### What you have to do
The exercise asks you to copy every line below in which "derive" appears.

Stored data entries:
**********

//! Address classification.
//!
//! # Responsibilities
//! - Partition local NIC addresses into trusted (admin/internal) and
//!   untrusted (public-facing) sets at startup
//! - Produce the untrusted list the rendered config binds its frontends on
//!
//! # Design Decisions
//! - The NIC inventory comes from an external command emitting JSON, so
//!   the mechanism is swappable per platform without touching this code
//! - No safe default exists if enumeration fails or times out: the error
//!   is fatal for this setup attempt and the supervisor retries from the
//!   top

use std::collections::HashSet;
use std::net::IpAddr;
use std::process::ExitStatus;
use std::time::Duration;

use serde::Deserialize;
use tokio::process::Command;
use tokio::time;

use crate::config::schema::Config;

/// Bound on the NIC enumeration exec.
pub const NIC_TIMEOUT: Duration = Duration::from_secs(30);

const DEFAULT_NIC_CMD: &[&str] = &["/usr/sbin/mdata-get", "sdc:nics"];

#[derive(Debug, thiserror::Error)]
pub enum AddrError {
    #[error("failed to run {cmd}: {source}")]
    Exec {
        cmd: String,
        #[source]
        source: std::io::Error,
    },

    #[error("{cmd} exited with {status}: {stderr}")]
    Failed {
        cmd: String,
        status: ExitStatus,
        stderr: String,
    },

    #[error("timed out waiting for NIC enumeration")]
    Timeout,

    #[error("could not parse NIC information: {0}")]
    Parse(#[from] serde_json::Error),
}

/// One NIC as reported by the enumeration command. Either a single `ip`
/// or a list of CIDR-suffixed `ips`.
#[derive(Debug, Deserialize)]
pub struct Nic {
    #[serde(default)]
    pub ip: Option<String>,
    #[serde(default)]
    pub ips: Option<Vec<String>>,
}

/// Determine the addresses to bind public frontends on.
///
/// A hardcoded list in the configuration wins outright; otherwise the NIC
/// inventory is fetched and classified.
pub async fn untrusted_addrs(config: &Config) -> Result<Vec<String>, AddrError> {
    if !config.untrusted_ips.is_empty() {
        return Ok(config.untrusted_ips.clone());
    }

    let argv: Vec<String> = if config.nic_cmd.is_empty() {
        DEFAULT_NIC_CMD.iter().map(|s| s.to_string()).collect()
    } else {
        config.nic_cmd.clone()
    };
    let cmd = argv.join(" ");
    tracing::info!(%cmd, "loading NIC information");

    let output = time::timeout(
        NIC_TIMEOUT,
        Command::new(&argv[0]).args(&argv[1..]).output(),
    )
    .await
    .map_err(|_| AddrError::Timeout)?
    .map_err(|source| AddrError::Exec {
        cmd: cmd.clone(),
        source,
    })?;

    if !output.status.success() {
        return Err(AddrError::Failed {
            cmd,
            status: output.status,
            stderr: String::from_utf8_lossy(&output.stderr).into_owned(),
        });
    }

    let nics: Vec<Nic> = serde_json::from_slice(&output.stdout)?;
    let trusted: HashSet<&str> = config
        .trusted_ips
        .iter()
        .map(String::as_str)
        .chain(std::iter::once(config.trusted_ip.as_str()))
        .collect();

    let untrusted = classify(&nics, &trusted);
    tracing::info!(ips = ?untrusted, "selected addresses for untrusted networks");
    Ok(untrusted)
}

/// Keep every NIC address that is neither trusted nor malformed.
pub fn classify(nics: &[Nic], trusted: &HashSet<&str>) -> Vec<String> {
    let mut out = Vec::new();

    let mut push = |raw: &str, out: &mut Vec<String>| {
        // CIDR suffixes come along for the ride on some platforms.
        let ip = raw.split('/').next().unwrap_or(raw);
        if trusted.contains(ip) {
            return;
        }
        if ip.parse::<IpAddr>().is_err() {
            tracing::warn!(ip, "invalid address in NIC information");
            return;
        }
        out.push(ip.to_string());
    };

    for nic in nics {
        if let Some(ips) = &nic.ips {
            for addr in ips {
                push(addr, &mut out);
            }
        } else if let Some(ip) = &nic.ip {
            push(ip, &mut out);
        } else {
            tracing::warn!("NIC has no addresses");
        }
    }
    out
}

**********

### Response area
#[derive(Debug, thiserror::Error)]
#[derive(Debug, Deserialize)]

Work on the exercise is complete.